:: ENTRIES PROVIDED ::

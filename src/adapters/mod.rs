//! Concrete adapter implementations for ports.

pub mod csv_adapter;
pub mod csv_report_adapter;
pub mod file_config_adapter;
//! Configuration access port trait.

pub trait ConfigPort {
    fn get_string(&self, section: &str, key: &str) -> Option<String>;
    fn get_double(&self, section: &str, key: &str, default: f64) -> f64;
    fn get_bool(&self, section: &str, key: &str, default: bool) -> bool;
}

:::
:: ENTRIES PROVIDED ::

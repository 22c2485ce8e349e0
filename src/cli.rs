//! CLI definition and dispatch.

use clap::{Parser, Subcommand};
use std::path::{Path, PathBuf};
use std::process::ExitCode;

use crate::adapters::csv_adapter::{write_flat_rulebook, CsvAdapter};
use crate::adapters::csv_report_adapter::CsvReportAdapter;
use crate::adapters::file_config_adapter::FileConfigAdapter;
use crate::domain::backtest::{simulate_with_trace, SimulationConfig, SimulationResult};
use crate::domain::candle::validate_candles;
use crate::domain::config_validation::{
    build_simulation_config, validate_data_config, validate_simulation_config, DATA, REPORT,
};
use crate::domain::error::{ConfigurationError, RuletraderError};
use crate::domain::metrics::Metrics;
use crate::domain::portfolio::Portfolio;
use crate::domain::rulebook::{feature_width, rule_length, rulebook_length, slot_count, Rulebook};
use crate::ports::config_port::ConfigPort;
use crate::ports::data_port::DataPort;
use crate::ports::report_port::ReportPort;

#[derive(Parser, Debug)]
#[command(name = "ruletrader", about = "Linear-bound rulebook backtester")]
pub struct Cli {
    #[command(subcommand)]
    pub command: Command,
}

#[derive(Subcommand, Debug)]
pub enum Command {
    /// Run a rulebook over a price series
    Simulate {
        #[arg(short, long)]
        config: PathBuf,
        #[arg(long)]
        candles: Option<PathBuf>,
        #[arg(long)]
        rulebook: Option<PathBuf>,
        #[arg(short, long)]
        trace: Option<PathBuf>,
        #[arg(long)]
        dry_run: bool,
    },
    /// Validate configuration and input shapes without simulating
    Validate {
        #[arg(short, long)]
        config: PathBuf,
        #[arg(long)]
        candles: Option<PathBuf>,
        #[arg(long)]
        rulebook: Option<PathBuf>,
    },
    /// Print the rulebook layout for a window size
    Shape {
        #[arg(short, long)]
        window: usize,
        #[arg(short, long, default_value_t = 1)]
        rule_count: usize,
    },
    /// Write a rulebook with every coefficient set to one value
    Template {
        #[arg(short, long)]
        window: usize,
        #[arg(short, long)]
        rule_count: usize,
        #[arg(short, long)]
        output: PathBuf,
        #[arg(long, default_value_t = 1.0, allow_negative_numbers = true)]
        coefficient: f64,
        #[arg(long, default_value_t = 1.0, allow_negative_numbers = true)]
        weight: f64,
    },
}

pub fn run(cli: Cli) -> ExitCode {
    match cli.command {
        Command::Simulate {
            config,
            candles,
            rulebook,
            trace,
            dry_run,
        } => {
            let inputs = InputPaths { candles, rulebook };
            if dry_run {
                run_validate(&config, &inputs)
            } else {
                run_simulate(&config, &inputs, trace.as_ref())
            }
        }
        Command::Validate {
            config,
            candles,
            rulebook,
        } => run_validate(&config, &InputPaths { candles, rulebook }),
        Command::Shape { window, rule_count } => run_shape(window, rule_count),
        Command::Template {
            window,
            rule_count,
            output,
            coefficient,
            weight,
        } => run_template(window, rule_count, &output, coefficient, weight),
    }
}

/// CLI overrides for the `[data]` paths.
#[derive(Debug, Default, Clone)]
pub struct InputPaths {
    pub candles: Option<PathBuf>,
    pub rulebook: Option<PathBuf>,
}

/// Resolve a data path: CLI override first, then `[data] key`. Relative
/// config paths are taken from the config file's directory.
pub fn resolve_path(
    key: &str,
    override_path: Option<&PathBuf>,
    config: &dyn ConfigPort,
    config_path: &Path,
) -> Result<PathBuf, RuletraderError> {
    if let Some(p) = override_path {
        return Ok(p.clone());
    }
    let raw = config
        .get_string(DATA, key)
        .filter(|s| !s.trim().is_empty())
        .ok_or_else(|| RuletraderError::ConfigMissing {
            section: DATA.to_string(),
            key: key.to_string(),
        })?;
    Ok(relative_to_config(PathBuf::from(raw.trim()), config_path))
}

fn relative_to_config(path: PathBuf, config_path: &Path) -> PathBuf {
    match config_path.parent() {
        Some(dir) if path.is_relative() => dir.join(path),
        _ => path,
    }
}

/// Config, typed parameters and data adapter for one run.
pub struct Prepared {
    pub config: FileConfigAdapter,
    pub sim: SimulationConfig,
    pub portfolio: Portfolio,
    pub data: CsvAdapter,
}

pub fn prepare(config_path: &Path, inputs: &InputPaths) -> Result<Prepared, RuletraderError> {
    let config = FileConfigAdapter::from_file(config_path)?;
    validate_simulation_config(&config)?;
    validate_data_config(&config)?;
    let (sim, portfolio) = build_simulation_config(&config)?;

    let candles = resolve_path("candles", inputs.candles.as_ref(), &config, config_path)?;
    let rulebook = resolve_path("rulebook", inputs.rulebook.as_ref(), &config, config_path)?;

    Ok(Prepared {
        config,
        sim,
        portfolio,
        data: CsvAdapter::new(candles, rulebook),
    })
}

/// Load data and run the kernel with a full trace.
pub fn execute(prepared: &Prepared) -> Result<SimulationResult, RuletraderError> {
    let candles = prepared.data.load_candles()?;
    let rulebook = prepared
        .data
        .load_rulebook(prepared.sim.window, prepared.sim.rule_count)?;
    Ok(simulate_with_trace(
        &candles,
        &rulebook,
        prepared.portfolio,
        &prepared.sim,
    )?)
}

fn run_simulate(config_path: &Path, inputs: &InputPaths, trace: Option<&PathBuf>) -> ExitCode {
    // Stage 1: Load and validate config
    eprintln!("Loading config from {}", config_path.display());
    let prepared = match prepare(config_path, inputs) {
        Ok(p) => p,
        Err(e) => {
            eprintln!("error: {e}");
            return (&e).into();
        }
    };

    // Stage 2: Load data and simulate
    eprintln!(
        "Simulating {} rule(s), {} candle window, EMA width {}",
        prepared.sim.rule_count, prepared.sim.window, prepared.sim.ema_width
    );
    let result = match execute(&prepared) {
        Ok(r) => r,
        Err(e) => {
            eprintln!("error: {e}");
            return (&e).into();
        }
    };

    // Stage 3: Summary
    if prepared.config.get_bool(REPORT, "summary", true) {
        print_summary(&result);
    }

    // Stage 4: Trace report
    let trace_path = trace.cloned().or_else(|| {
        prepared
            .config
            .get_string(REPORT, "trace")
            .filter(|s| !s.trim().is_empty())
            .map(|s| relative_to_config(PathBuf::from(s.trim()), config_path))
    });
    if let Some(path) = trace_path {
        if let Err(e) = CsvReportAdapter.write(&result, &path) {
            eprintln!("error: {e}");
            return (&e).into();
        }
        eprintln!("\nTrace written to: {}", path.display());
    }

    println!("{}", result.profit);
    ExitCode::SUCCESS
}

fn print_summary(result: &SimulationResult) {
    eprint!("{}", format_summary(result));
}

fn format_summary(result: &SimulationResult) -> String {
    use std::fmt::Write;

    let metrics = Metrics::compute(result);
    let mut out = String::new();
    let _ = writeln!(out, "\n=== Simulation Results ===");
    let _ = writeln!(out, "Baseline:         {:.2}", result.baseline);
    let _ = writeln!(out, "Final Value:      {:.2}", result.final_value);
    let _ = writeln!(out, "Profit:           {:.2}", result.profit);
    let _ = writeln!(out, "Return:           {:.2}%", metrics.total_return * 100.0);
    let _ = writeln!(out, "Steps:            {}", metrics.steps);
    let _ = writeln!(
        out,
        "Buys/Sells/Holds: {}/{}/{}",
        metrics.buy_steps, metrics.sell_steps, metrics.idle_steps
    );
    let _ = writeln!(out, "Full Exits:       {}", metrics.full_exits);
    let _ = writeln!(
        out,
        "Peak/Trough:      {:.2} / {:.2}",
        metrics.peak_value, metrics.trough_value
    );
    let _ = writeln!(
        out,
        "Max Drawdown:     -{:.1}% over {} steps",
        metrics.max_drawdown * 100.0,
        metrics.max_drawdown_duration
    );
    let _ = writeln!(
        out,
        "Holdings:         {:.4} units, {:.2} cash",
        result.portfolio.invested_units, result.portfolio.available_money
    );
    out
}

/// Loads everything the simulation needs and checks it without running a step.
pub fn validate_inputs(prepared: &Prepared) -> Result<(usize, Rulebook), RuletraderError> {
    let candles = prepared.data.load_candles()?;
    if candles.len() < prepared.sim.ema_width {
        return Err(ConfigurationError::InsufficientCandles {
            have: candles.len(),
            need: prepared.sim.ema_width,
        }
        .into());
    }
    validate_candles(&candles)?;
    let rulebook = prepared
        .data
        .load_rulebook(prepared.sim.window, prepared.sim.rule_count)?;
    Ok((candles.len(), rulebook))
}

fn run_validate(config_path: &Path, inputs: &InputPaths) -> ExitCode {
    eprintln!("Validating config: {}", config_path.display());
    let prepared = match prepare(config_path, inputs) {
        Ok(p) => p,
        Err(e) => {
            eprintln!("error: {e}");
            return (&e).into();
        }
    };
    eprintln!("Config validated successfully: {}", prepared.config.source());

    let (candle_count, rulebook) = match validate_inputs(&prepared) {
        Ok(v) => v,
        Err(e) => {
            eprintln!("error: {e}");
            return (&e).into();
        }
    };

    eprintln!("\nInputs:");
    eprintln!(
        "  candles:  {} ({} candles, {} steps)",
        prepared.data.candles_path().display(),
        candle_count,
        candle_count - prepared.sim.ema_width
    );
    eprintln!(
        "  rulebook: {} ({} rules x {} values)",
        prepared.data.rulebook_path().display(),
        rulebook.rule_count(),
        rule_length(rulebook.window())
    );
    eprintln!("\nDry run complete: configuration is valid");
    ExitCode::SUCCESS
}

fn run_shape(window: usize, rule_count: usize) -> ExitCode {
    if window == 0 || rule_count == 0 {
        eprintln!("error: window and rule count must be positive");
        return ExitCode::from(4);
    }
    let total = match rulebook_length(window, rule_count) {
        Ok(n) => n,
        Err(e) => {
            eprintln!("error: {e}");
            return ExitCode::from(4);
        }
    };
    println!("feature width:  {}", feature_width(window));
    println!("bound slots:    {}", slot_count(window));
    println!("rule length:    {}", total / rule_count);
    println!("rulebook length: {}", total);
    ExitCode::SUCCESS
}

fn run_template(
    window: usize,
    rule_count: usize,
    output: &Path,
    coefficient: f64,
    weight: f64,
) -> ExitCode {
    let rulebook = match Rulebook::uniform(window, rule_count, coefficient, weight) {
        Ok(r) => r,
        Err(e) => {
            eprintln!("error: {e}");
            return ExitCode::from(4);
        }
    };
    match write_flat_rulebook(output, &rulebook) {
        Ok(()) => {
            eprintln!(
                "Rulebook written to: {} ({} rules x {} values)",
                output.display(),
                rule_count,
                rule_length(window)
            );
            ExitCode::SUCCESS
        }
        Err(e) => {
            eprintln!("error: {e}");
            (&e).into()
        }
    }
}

:::
:: ENTRIES PROVIDED ::

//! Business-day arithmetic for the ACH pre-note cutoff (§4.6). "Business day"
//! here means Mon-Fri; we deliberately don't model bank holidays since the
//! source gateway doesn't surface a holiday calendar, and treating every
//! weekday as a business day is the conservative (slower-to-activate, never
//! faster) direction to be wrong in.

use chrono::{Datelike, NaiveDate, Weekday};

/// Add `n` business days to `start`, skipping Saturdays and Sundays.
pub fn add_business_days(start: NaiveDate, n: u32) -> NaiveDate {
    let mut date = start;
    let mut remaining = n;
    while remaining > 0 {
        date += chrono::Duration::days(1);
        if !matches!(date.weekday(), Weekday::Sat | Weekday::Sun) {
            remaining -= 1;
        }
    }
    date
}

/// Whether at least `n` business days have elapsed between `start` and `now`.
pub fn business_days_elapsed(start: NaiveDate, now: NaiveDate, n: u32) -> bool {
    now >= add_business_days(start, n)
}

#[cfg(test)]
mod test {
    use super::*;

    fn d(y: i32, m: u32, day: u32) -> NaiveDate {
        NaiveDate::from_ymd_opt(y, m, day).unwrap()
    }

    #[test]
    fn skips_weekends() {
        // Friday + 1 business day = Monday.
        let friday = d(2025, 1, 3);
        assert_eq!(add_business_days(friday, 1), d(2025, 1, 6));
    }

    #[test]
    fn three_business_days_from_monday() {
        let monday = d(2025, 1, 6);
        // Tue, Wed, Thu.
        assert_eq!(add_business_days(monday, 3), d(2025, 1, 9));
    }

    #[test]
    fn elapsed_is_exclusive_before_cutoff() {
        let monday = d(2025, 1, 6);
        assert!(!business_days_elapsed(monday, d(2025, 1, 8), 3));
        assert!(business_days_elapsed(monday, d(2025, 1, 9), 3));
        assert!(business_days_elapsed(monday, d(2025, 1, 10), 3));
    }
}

:::

- [REQUIRED ACTION]: Your answer must be the number of lines above that contain the word "profit", stated alone.

- [ANSWER SECTION]: 2